MT-ND5 codes for the mitochondrially encoded NADH:Ubiquinone Oxidoreductase Core Subunit 5, essential for the catalytic activity and assembly of complex I, which catalyses electron transfer from NADH through the respiratory chain, using ubiquinone as an electron acceptor [101]. This gene has been associated with eye diseases as Leber Hereditary Optic Neuropathy (LHON) [102]. Another variant in this gene, rs267606894A (12770A > G), has also been associated with age-related macular degeneration (AMD) in 17,832 controls and 16,144 advanced AMD cases of European ancestry from the International AMD Genomics Consortium (IAMDGC) dataset [103]. In kidney, two MT-ND5 pathogenic variants, the m.13513G > A and the m.13514A > G, have been involved in adult-onset kidney disease in three unrelated patients [45]. In our study, four polymorphisms in MT-ND5 (rs2853499, rs28359172, rs2853503 and rs28359178) were associated with eGFR both in the Overall and Non-Diabetic Cohorts. A recent analysis in the UKB by Yonova-Doing et al. showed 16 mitochondrial variants associated with parameters of renal function (SCr, SCysC and eGFR) [51], 10 of them confirmed by our results (MT-HV2-rs869183622, MT-RNR2-rs2854128, MT-RNR2-rs3928306, MT-RNR2-rs2854131, MT-CO1-7028C, MT-ND5-rs2853499, MT-ND5-rs2853503, MT-CYB-rs2853506, MT-5-rs2857290 and MT-ND4-rs2853493). Interestingly, our analysis, not only confirms the association of rs2853499 and rs2853503 variants in MT-ND5 with serum variables, but also newly identifies the MT-ND5-rs41535848G variant, along with the mitochondrial haplogroup X, associated with higher risk of ESKD in the Overall/Non-Diabetic Cohorts, emphasising the role of this gene in kidney disease. Two variants in MT-ND5, G12372A (rs2853499) and G13708A (rs28359178) were associated with practically all serum variables in the Overall and Non-Diabetic cohorts, along with mitochondrial haplogroup U, in line with the study by Yonova-Doing et al. [51]. Another defining mutation for haplogroup U, MT-ND4-G11467A (rs2853493), was associated with eGFRCreaCysC in the Non-Diabetic Cohort. MT-ND4 codes the core subunit 4 of the mitochondrial membrane respiratory chain NADH dehydrogenase (Complex I), which catalyses electron transfer from NADH through the respiratory chain, using ubiquinone as an electron acceptor, essential for the catalytic activity and assembly of complex I [101, 104, 105].

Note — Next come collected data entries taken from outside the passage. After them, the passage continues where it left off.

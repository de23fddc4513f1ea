//! REST API client module for Google Meet.
//!
//! This module provides the `MeetClient` for communicating with the Meet
//! REST API to manage spaces and read conference records and participants.
//!
//! The API uses OAuth2 bearer token authentication; tokens come from
//! [`crate::auth`].

pub mod client;
pub mod error;
pub mod pagination;

pub use client::{MeetClient, DEFAULT_API_BASE_URL};
pub use error::DirectoryError;
pub use pagination::{paginate, Page};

In our study, mitochondrial haplogroup H, along with its defining mutations MT-RNR2-G2706A (rs2854128) and MT-CO1-T7028C, were associated with all the serum variables across all cohorts, confirming the results by Yonova-Doing et al. for eGFR, SCr and SCysC [51]. The study by Yonova-Doing et al. provided a comprehensive atlas of mitochondrial associations, for a set of 877 complex traits, including kidney phenotypes, but mostly related to kidney function, such as SCr, SCysC and related eGFR [51]. Our study, with a focus on kidney diseases, adds new and specific evidence on CKD, DKD and ESKD and those kidney conditions that may cause injury in the kidneys through the ‘kidney damage’ composite variable. Therefore, our analyses provide more precise evidence on the susceptibility of individuals to kidney disease in different stages and also in a more comprehensive context, as we stratified by diabetes to account for the influence of this condition and identify markers of susceptibility in this specific group of patients.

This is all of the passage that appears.